Nothing outside the stretch is wanted. Repeat exactly the lines of the listing below from the one that contains "generator = JokeGenerator::new(provider, &config.personality);" through the one that contains "let router = app_router(self.state);", both ends included.

The input: Begin

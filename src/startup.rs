//! Application startup and lifecycle management.

use crate::config::AppConfig;
use crate::error::AppError;
use crate::handlers::get_joke;
use crate::services::providers::TextProvider;
use crate::services::{JokeGenerator, JokeStore, WebhookPublisher};
use axum::{routing::any, Router};
use std::net::SocketAddr;
use std::sync::Arc;
use tokio::net::TcpListener;
use tokio_util::sync::CancellationToken;

/// Shared application state.
#[derive(Clone)]
pub struct AppState {
    pub config: AppConfig,
    pub store: Arc<JokeStore>,
}

/// Build the HTTP router: a single route, matched for any method.
pub fn app_router(state: AppState) -> Router {
    Router::new().route("/", any(get_joke)).with_state(state)
}

/// Application container for managing server lifecycle.
pub struct Application {
    port: u16,
    listener: TcpListener,
    state: AppState,
    publisher: WebhookPublisher,
    shutdown: CancellationToken,
}

impl Application {
    /// Build the application with the given configuration and text provider.
    ///
    /// Generates the initial joke list before binding the listener; a
    /// generation failure surfaces here and the caller decides whether it
    /// is fatal.
    pub async fn build(
        config: AppConfig,
        provider: Arc<dyn TextProvider>,
    ) -> Result<Self, AppError> {
        let generator = JokeGenerator::new(provider, &config.personality);
        let jokes = generator.generate().await.map_err(|e| {
            tracing::error!("Failed to generate jokes: {}", e);
            e
        })?;

        tracing::info!(count = jokes.len(), "Generated initial joke list");
        let store = Arc::new(JokeStore::new(jokes));

        // Bind listener (port 0 = random port for testing)
        let addr = SocketAddr::from(([0, 0, 0, 0], config.port));
        let listener = TcpListener::bind(addr).await.map_err(|e| {
            tracing::error!("Failed to bind listener to {}: {}", addr, e);
            AppError::from(e)
        })?;
        let port = listener.local_addr()?.port();

        let shutdown = CancellationToken::new();
        let publisher = WebhookPublisher::new(
            &config.post_endpoint,
            &config.title,
            config.webhook_payload,
            config.publish_interval(),
            store.clone(),
            shutdown.clone(),
        );

        let state = AppState { config, store };

        Ok(Self {
            port,
            listener,
            state,
            publisher,
            shutdown,
        })
    }

    /// Get the port the server is listening on.
    pub fn port(&self) -> u16 {
        self.port
    }

    /// Token that stops the publisher task; used by tests. Production has
    /// no shutdown path and never cancels it.
    pub fn shutdown_handle(&self) -> CancellationToken {
        self.shutdown.clone()
    }

    /// Run the application until the listener exits.
    ///
    /// Spawns the publisher as a background task, then serves HTTP.
    pub async fn run_until_stopped(self) -> std::io::Result<()> {
        tokio::spawn(self.publisher.run());

        tracing::info!("Server started at :{}", self.port);

        let router = app_router(self.state);
        axum::serve(self.listener, router).await.map_err(|e| {
            tracing::error!("Server error: {}", e);
            e
        })
    }
}
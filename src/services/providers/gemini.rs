//! Gemini AI provider implementation.
//!
//! Implements text generation using Google's Gemini API.

use super::{FinishReason, GenerationParams, ProviderError, ProviderResponse, TextProvider};
use async_trait::async_trait;
use reqwest::Client;
use serde::{Deserialize, Serialize};

/// Gemini API base URL.
const GEMINI_API_BASE: &str = "https://generativelanguage.googleapis.com/v1beta";

/// Gemini provider configuration.
#[derive(Debug, Clone)]
pub struct GeminiConfig {
    pub api_key: String,
    pub model: String,
}

/// Gemini text provider.
pub struct GeminiTextProvider {
    config: GeminiConfig,
    client: Client,
}

impl GeminiTextProvider {
    pub fn new(config: GeminiConfig) -> Self {
        let client = Client::builder()
            .timeout(std::time::Duration::from_secs(120))
            .build()
            .expect("Failed to create HTTP client");

        Self { config, client }
    }

    /// Build the API URL for the given method.
    fn api_url(&self, method: &str) -> String {
        format!(
            "{}/models/{}:{}?key={}",
            GEMINI_API_BASE, self.config.model, method, self.config.api_key
        )
    }
}

#[async_trait]
impl TextProvider for GeminiTextProvider {
    async fn generate(
        &self,
        prompt: &str,
        params: &GenerationParams,
    ) -> Result<ProviderResponse, ProviderError> {
        if self.config.api_key.is_empty() {
            return Err(ProviderError::NotConfigured(
                "Gemini API key not configured".to_string(),
            ));
        }

        let request = GenerateContentRequest {
            contents: vec![Content {
                role: Some("user".to_string()),
                parts: vec![Part {
                    text: prompt.to_string(),
                }],
            }],
            generation_config: Some(GenerationConfig {
                temperature: params.temperature,
                top_p: params.top_p,
                max_output_tokens: params.max_tokens,
            }),
        };

        let url = self.api_url("generateContent");

        tracing::debug!(
            model = %self.config.model,
            prompt_len = prompt.len(),
            "Sending request to Gemini API"
        );

        let response = self
            .client
            .post(&url)
            .json(&request)
            .send()
            .await
            .map_err(|e| ProviderError::NetworkError(e.to_string()))?;

        if !response.status().is_success() {
            let status = response.status();
            let error_text = response.text().await.unwrap_or_default();

            if status.as_u16() == 429 {
                return Err(ProviderError::RateLimited);
            }

            return Err(ProviderError::ApiError(format!(
                "Gemini API error {}: {}",
                status, error_text
            )));
        }

        let api_response: GenerateContentResponse = response
            .json()
            .await
            .map_err(|e| ProviderError::ApiError(format!("Failed to parse response: {}", e)))?;

        let text = api_response
            .candidates
            .first()
            .and_then(|c| c.content.parts.first())
            .map(|p| p.text.clone());

        let usage = api_response.usage_metadata.unwrap_or_default();

        let finish_reason = api_response
            .candidates
            .first()
            .map(|c| match c.finish_reason.as_deref() {
                Some("STOP") => FinishReason::Complete,
                Some("MAX_TOKENS") => FinishReason::Length,
                Some("SAFETY") => FinishReason::ContentFilter,
                _ => FinishReason::Complete,
            })
            .unwrap_or(FinishReason::Complete);

        if finish_reason == FinishReason::ContentFilter {
            return Err(ProviderError::ContentFiltered);
        }

        Ok(ProviderResponse {
            text,
            input_tokens: usage.prompt_token_count.unwrap_or(0),
            output_tokens: usage.candidates_token_count.unwrap_or(0),
            finish_reason,
        })
    }
}

// ============================================================================
// Gemini API Request/Response Types
// ============================================================================

#[derive(Debug, Serialize)]
#[serde(rename_all = "camelCase")]
struct GenerateContentRequest {
    contents: Vec<Content>,
    #[serde(skip_serializing_if = "Option::is_none")]
    generation_config: Option<GenerationConfig>,
}

#[derive(Debug, Serialize, Deserialize)]
#[serde(rename_all = "camelCase")]
struct Content {
    #[serde(skip_serializing_if = "Option::is_none")]
    role: Option<String>,
    parts: Vec<Part>,
}

#[derive(Debug, Serialize, Deserialize)]
struct Part {
    text: String,
}

#[derive(Debug, Serialize)]
#[serde(rename_all = "camelCase")]
struct GenerationConfig {
    #[serde(skip_serializing_if = "Option::is_none")]
    temperature: Option<f32>,
    #[serde(skip_serializing_if = "Option::is_none")]
    top_p: Option<f32>,
    #[serde(skip_serializing_if = "Option::is_none")]
    max_output_tokens: Option<i32>,
}

#[derive(Debug, Deserialize)]
#[serde(rename_all = "camelCase")]
struct GenerateContentResponse {
    #[serde(default)]
    candidates: Vec<Candidate>,
    #[serde(default)]
    usage_metadata: Option<UsageMetadata>,
}

#[derive(Debug, Deserialize)]
#[serde(rename_all = "camelCase")]
struct Candidate {
    content: Content,
    #[serde(default)]
    finish_reason: Option<String>,
}

#[derive(Debug, Deserialize, Default)]
#[serde(rename_all = "camelCase")]
struct UsageMetadata {
    prompt_token_count: Option<i32>,
    candidates_token_count: Option<i32>,
}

The input: End

◆ Task output
        let generator = JokeGenerator::new(provider, &config.personality);
        let jokes = generator.generate().await.map_err(|e| {
            tracing::error!("Failed to generate jokes: {}", e);
            e
        })?;

        tracing::info!(count = jokes.len(), "Generated initial joke list");
        let store = Arc::new(JokeStore::new(jokes));

        // Bind listener (port 0 = random port for testing)
        let addr = SocketAddr::from(([0, 0, 0, 0], config.port));
        let listener = TcpListener::bind(addr).await.map_err(|e| {
            tracing::error!("Failed to bind listener to {}: {}", addr, e);
            AppError::from(e)
        })?;
        let port = listener.local_addr()?.port();

        let shutdown = CancellationToken::new();
        let publisher = WebhookPublisher::new(
            &config.post_endpoint,
            &config.title,
            config.webhook_payload,
            config.publish_interval(),
            store.clone(),
            shutdown.clone(),
        );

        let state = AppState { config, store };

        Ok(Self {
            port,
            listener,
            state,
            publisher,
            shutdown,
        })
    }

    /// Get the port the server is listening on.
    pub fn port(&self) -> u16 {
        self.port
    }

    /// Token that stops the publisher task; used by tests. Production has
    /// no shutdown path and never cancels it.
    pub fn shutdown_handle(&self) -> CancellationToken {
        self.shutdown.clone()
    }

    /// Run the application until the listener exits.
    ///
    /// Spawns the publisher as a background task, then serves HTTP.
    pub async fn run_until_stopped(self) -> std::io::Result<()> {
        tokio::spawn(self.publisher.run());

        tracing::info!("Server started at :{}", self.port);

        let router = app_router(self.state);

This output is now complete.